Hepatitis B virus X protein inhibits transforming growth factor-beta -induced apoptosis through the activation of phosphatidylinositol 3-kinase pathway

Transforming growth factor-beta (TGF-beta) is a potent inducer of apoptosis in Hep 3B cells. This work investigated how hepatitis B virus X protein (HBx) affects TGF-beta-induced apoptosis. Trypan blue exclusion and colony formation assays revealed that HBx increased the ID(50) toward TGF-beta. In the presence of HBx, TGF-beta-induced DNA laddering was decreased, indicating that HBx had the ability to block TGF-beta-induced apoptosis. Furthermore, HBx did not alter the expression levels of type I and type II TGF-beta receptors. HBx did not affect TGF-beta-induced activation of promoter activities of the plasminogen activator inhibitor-1 (PAI-1) gene.
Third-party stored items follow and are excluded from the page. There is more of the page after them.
// Copyright (C) 2019  Braiins Systems s.r.o.
//
// This file is part of Braiins Open-Source Initiative (BOSI).
//
// BOSI is free software: you can redistribute it and/or modify
// it under the terms of the GNU General Public License as published by
// the Free Software Foundation, either version 3 of the License, or
// (at your option) any later version.
//
// This program is distributed in the hope that it will be useful,
// but WITHOUT ANY WARRANTY; without even the implied warranty of
// MERCHANTABILITY or FITNESS FOR A PARTICULAR PURPOSE.  See the
// GNU General Public License for more details.
//
// You should have received a copy of the GNU General Public License
// along with this program.  If not, see <https://www.gnu.org/licenses/>.
//
// Please, keep in mind that we may also license BOSI or any part thereof
// under a proprietary license. For more information on the terms and conditions
// of such proprietary license or if you have any other questions, please
// contact us at opensource@braiins.com.

//! Parser and in-memory model of the quantized weight container.
//!
//! The container is little-endian throughout: a fixed header, two f16
//! embedding planes, per-layer INT4 blocks in the canonical order
//! `q k v o ffn_up ffn_down` followed by four f16 layer-norm vectors,
//! the f16 lm head, and an optional SHA-256 checksum trailer. Checksums
//! are surfaced to the log, not enforced.

use crate::error::{self, ErrorKind};

use byteorder::{LittleEndian, ReadBytesExt};
use ii_logging::macros::*;

use std::fs::File;
use std::io::{self, BufReader, Read};
use std::path::Path;

/// Container magic "WTNT"
pub const CONTAINER_MAGIC: u32 = 0x5754_4E54;

/// Longest checksum entry name accepted from the trailer
const MAX_CHECKSUM_NAME_LEN: u32 = 256;

/// Upper bound on checksum trailer entries
const MAX_CHECKSUM_RECORDS: u32 = 4096;

/// Plausibility caps for header fields. A header outside these bounds is
/// treated as corrupted rather than allocated for.
const MAX_NUM_LAYERS: u32 = 512;
const MAX_HIDDEN_SIZE: u32 = 65_536;
const MAX_VOCAB_SIZE: u32 = 1 << 22;
const MAX_SEQ_LEN: u32 = 1 << 20;
const MAX_INTERMEDIATE_SIZE: u32 = 1 << 20;

/// Fixed-size container header, all fields u32 little-endian
#[derive(Clone, Debug, PartialEq)]
pub struct ContainerHeader {
    pub version: u32,
    pub num_layers: u32,
    pub hidden_size: u32,
    pub num_heads: u32,
    pub vocab_size: u32,
    pub max_seq_len: u32,
    pub intermediate_size: u32,
    pub checksum_trailer_offset: u32,
}

impl ContainerHeader {
    pub fn parse<R: Read>(reader: &mut R) -> error::Result<Self> {
        let magic = reader
            .read_u32::<LittleEndian>()
            .map_err(|e| read_err("header magic", e))?;
        if magic != CONTAINER_MAGIC {
            Err(ErrorKind::BadContainer(format!(
                "bad magic 0x{:08x}, expected 0x{:08x}",
                magic, CONTAINER_MAGIC
            )))?
        }

        let mut fields = [0u32; 8];
        reader
            .read_u32_into::<LittleEndian>(&mut fields)
            .map_err(|e| read_err("header fields", e))?;
        let header = Self {
            version: fields[0],
            num_layers: fields[1],
            hidden_size: fields[2],
            num_heads: fields[3],
            vocab_size: fields[4],
            max_seq_len: fields[5],
            intermediate_size: fields[6],
            checksum_trailer_offset: fields[7],
        };
        header.validate()?;
        Ok(header)
    }

    fn validate(&self) -> error::Result<()> {
        let in_range = |what: &str, value: u32, max: u32| -> error::Result<()> {
            if value == 0 || value > max {
                Err(ErrorKind::BadContainer(format!(
                    "{} = {} out of range 1..={}",
                    what, value, max
                )))?
            }
            Ok(())
        };
        in_range("num_layers", self.num_layers, MAX_NUM_LAYERS)?;
        in_range("hidden_size", self.hidden_size, MAX_HIDDEN_SIZE)?;
        in_range("num_heads", self.num_heads, self.hidden_size)?;
        in_range("vocab_size", self.vocab_size, MAX_VOCAB_SIZE)?;
        in_range("max_seq_len", self.max_seq_len, MAX_SEQ_LEN)?;
        in_range(
            "intermediate_size",
            self.intermediate_size,
            MAX_INTERMEDIATE_SIZE,
        )?;
        if self.hidden_size % self.num_heads != 0 {
            Err(ErrorKind::BadContainer(format!(
                "hidden_size {} not divisible by num_heads {}",
                self.hidden_size, self.num_heads
            )))?
        }
        Ok(())
    }
}

/// Tensor quantized to signed 4-bit values packed two per byte.
/// Nibble `2k` sits in the low half of byte `k`, nibble `2k+1` in the
/// high half.
#[derive(Clone, Debug, PartialEq)]
pub struct Int4Block {
    pub scale: f32,
    pub zero_point: i8,
    num_weights: u64,
    packed: Vec<u8>,
}

impl Int4Block {
    /// Number of packed bytes a block of `num_weights` values occupies
    pub fn packed_len(num_weights: u64) -> u64 {
        (num_weights + 1) / 2
    }

    /// Creates a zero-filled block
    pub fn new(scale: f32, zero_point: i8, num_weights: u64) -> Self {
        Self {
            scale,
            zero_point,
            num_weights,
            packed: vec![0u8; Self::packed_len(num_weights) as usize],
        }
    }

    pub fn from_parts(
        scale: f32,
        zero_point: i8,
        num_weights: u64,
        packed: Vec<u8>,
    ) -> error::Result<Self> {
        let expected = Self::packed_len(num_weights);
        if packed.len() as u64 != expected {
            Err(ErrorKind::BadContainer(format!(
                "INT4 block holds {} packed bytes, expected {}",
                packed.len(),
                expected
            )))?
        }
        Ok(Self {
            scale,
            zero_point,
            num_weights,
            packed,
        })
    }

    pub fn num_weights(&self) -> u64 {
        self.num_weights
    }

    pub fn packed_bytes(&self) -> &[u8] {
        &self.packed
    }

    /// Returns the sign-extended value at `idx`
    pub fn get(&self, idx: u64) -> i8 {
        assert!(idx < self.num_weights, "weight index out of range");
        let byte = self.packed[(idx / 2) as usize];
        let nibble = if idx & 1 == 0 {
            byte & 0x0F
        } else {
            (byte >> 4) & 0x0F
        };
        if nibble & 0x8 != 0 {
            (nibble | 0xF0) as i8
        } else {
            nibble as i8
        }
    }

    /// Stores `value` at `idx`, clamped to the signed 4-bit range
    pub fn set(&mut self, idx: u64, value: i8) {
        assert!(idx < self.num_weights, "weight index out of range");
        let clamped = value.max(-8).min(7);
        let nibble = (clamped as u8) & 0x0F;
        let slot = (idx / 2) as usize;
        if idx & 1 == 0 {
            self.packed[slot] = self.packed[slot] & 0xF0 | nibble;
        } else {
            self.packed[slot] = self.packed[slot] & 0x0F | nibble << 4;
        }
    }

    pub fn dequantize(&self, idx: u64) -> f32 {
        (i32::from(self.get(idx)) - i32::from(self.zero_point)) as f32 * self.scale
    }
}

/// All tensors of one transformer layer
#[derive(Clone, Debug, PartialEq)]
pub struct LayerWeights {
    pub layer_idx: u32,
    pub hidden_size: u32,
    pub intermediate_size: u32,
    pub q: Int4Block,
    pub k: Int4Block,
    pub v: Int4Block,
    pub o: Int4Block,
    pub ffn_up: Int4Block,
    pub ffn_down: Int4Block,
    pub ln1_w: Vec<u16>,
    pub ln1_b: Vec<u16>,
    pub ln2_w: Vec<u16>,
    pub ln2_b: Vec<u16>,
}

impl LayerWeights {
    fn parse<R: Read>(
        reader: &mut R,
        header: &ContainerHeader,
        layer_idx: u32,
    ) -> error::Result<Self> {
        let hidden = u64::from(header.hidden_size);
        let intermediate = u64::from(header.intermediate_size);

        let q = read_block(reader, hidden * hidden, layer_idx, "q")?;
        let k = read_block(reader, hidden * hidden, layer_idx, "k")?;
        let v = read_block(reader, hidden * hidden, layer_idx, "v")?;
        let o = read_block(reader, hidden * hidden, layer_idx, "o")?;
        let ffn_up = read_block(reader, hidden * intermediate, layer_idx, "ffn_up")?;
        let ffn_down = read_block(reader, intermediate * hidden, layer_idx, "ffn_down")?;

        let ln1_w = read_f16_vec(reader, hidden, &format!("layer {} ln1_w", layer_idx))?;
        let ln1_b = read_f16_vec(reader, hidden, &format!("layer {} ln1_b", layer_idx))?;
        let ln2_w = read_f16_vec(reader, hidden, &format!("layer {} ln2_w", layer_idx))?;
        let ln2_b = read_f16_vec(reader, hidden, &format!("layer {} ln2_b", layer_idx))?;

        Ok(Self {
            layer_idx,
            hidden_size: header.hidden_size,
            intermediate_size: header.intermediate_size,
            q,
            k,
            v,
            o,
            ffn_up,
            ffn_down,
            ln1_w,
            ln1_b,
            ln2_w,
            ln2_b,
        })
    }

    /// Quantized blocks in the canonical container/staging order
    pub fn blocks(&self) -> [&Int4Block; 6] {
        [
            &self.q,
            &self.k,
            &self.v,
            &self.o,
            &self.ffn_up,
            &self.ffn_down,
        ]
    }

    /// Layer-norm vectors in the canonical container/staging order
    pub fn norm_vectors(&self) -> [&[u16]; 4] {
        [&self.ln1_w, &self.ln1_b, &self.ln2_w, &self.ln2_b]
    }
}

/// One entry of the checksum trailer
#[derive(Clone, Debug, PartialEq)]
pub struct ChecksumRecord {
    pub name: String,
    pub digest: [u8; 32],
}

/// Fully parsed weight container
#[derive(Clone, Debug, PartialEq)]
pub struct ModelWeights {
    pub config: ContainerHeader,
    pub token_embeddings: Vec<u16>,
    pub position_embeddings: Vec<u16>,
    pub layers: Vec<LayerWeights>,
    pub lm_head: Vec<u16>,
    pub checksums: Vec<ChecksumRecord>,
}

impl ModelWeights {
    /// Loads and parses the container at `path`, logging the surfaced
    /// checksums
    pub fn load<P: AsRef<Path>>(path: P) -> error::Result<Self> {
        let path = path.as_ref();
        let file = File::open(path)?;
        let model = Self::parse(&mut BufReader::new(file))?;
        info!(
            "loaded weight container {}: {} layers, hidden {}, vocab {}",
            path.display(),
            model.config.num_layers,
            model.config.hidden_size,
            model.config.vocab_size
        );
        for record in &model.checksums {
            info!(
                "weight checksum {}: {}",
                record.name,
                hex::encode(&record.digest[..])
            );
        }
        Ok(model)
    }

    pub fn parse<R: Read>(reader: &mut R) -> error::Result<Self> {
        let header = ContainerHeader::parse(reader)?;

        let vocab_hidden = u64::from(header.vocab_size) * u64::from(header.hidden_size);
        let seq_hidden = u64::from(header.max_seq_len) * u64::from(header.hidden_size);

        let token_embeddings = read_f16_vec(reader, vocab_hidden, "token embeddings")?;
        let position_embeddings = read_f16_vec(reader, seq_hidden, "position embeddings")?;

        let mut layers = Vec::with_capacity(header.num_layers as usize);
        for layer_idx in 0..header.num_layers {
            layers.push(LayerWeights::parse(reader, &header, layer_idx)?);
        }

        let lm_head = read_f16_vec(reader, vocab_hidden, "lm head")?;

        let checksums = if header.checksum_trailer_offset != 0 {
            read_checksum_trailer(reader)?
        } else {
            Vec::new()
        };

        Ok(Self {
            config: header,
            token_embeddings,
            position_embeddings,
            layers,
            lm_head,
            checksums,
        })
    }
}

/// Maps an EOF hit inside an announced payload to `Truncated`
fn read_err(what: &str, e: io::Error) -> error::Error {
    if e.kind() == io::ErrorKind::UnexpectedEof {
        ErrorKind::Truncated(what.to_string()).into()
    } else {
        e.into()
    }
}

fn read_f16_vec<R: Read>(reader: &mut R, count: u64, what: &str) -> error::Result<Vec<u16>> {
    let mut values = vec![0u16; count as usize];
    reader
        .read_u16_into::<LittleEndian>(&mut values)
        .map_err(|e| read_err(what, e))?;
    Ok(values)
}

fn read_block<R: Read>(
    reader: &mut R,
    num_weights: u64,
    layer_idx: u32,
    name: &str,
) -> error::Result<Int4Block> {
    let what = format!("layer {} {} block", layer_idx, name);
    let scale = reader
        .read_f32::<LittleEndian>()
        .map_err(|e| read_err(&what, e))?;
    let zero_point = reader.read_i8().map_err(|e| read_err(&what, e))?;
    let byte_length = reader
        .read_u32::<LittleEndian>()
        .map_err(|e| read_err(&what, e))?;

    let expected = Int4Block::packed_len(num_weights);
    if u64::from(byte_length) != expected {
        Err(ErrorKind::BadContainer(format!(
            "{}: {} packed bytes announced, expected {}",
            what, byte_length, expected
        )))?
    }

    let mut packed = vec![0u8; byte_length as usize];
    reader
        .read_exact(&mut packed)
        .map_err(|e| read_err(&what, e))?;
    Int4Block::from_parts(scale, zero_point, num_weights, packed)
}

fn read_checksum_trailer<R: Read>(reader: &mut R) -> error::Result<Vec<ChecksumRecord>> {
    let count = reader
        .read_u32::<LittleEndian>()
        .map_err(|e| read_err("checksum trailer", e))?;
    if count > MAX_CHECKSUM_RECORDS {
        Err(ErrorKind::BadContainer(format!(
            "checksum trailer announces {} records",
            count
        )))?
    }

    let mut records = Vec::with_capacity(count as usize);
    for _ in 0..count {
        let name_len = reader
            .read_u32::<LittleEndian>()
            .map_err(|e| read_err("checksum name length", e))?;
        if name_len > MAX_CHECKSUM_NAME_LEN {
            Err(ErrorKind::BadContainer(format!(
                "checksum name of {} bytes",
                name_len
            )))?
        }
        let mut name_bytes = vec![0u8; name_len as usize];
        reader
            .read_exact(&mut name_bytes)
            .map_err(|e| read_err("checksum name", e))?;
        let name = String::from_utf8(name_bytes)
            .map_err(|_| ErrorKind::BadContainer("checksum name is not UTF-8".to_string()))?;

        let mut digest = [0u8; 32];
        reader
            .read_exact(&mut digest)
            .map_err(|e| read_err("checksum digest", e))?;
        records.push(ChecksumRecord { name, digest });
    }
    Ok(records)
}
These results indicate that HBx interferes with only a subset of TGF-beta activity. In the presence of phosphatidylinositol (PI) 3-kinase inhibitors, wortmannin or LY294002, the HBx-mediated inhibitory effect on TGF-beta-induced apoptosis was alleviated. In addition, the tyrosine phosphorylation levels of the regulatory subunit p85 of phosphatidylinositol 3-kinase (PI 3-kinase) and PI 3-kinase activity were elevated in stable clones with HBx expression. Transactivation-deficient mutants of HBx lost their ability to inhibit TGF-beta-induced apoptosis. Phosphorylation of the p85 subunit of PI 3-kinase and Akt, a downstream target of PI 3-kinase, was not observed in stable clones with transactivation-deficient HBx mutant's expression. Thus, the anti-apoptotic effect of HBx against TGF-beta can be mediated through the activation of the PI 3-kinase signaling pathway, and the transactivation function of HBx is required for its anti-apoptosis activity.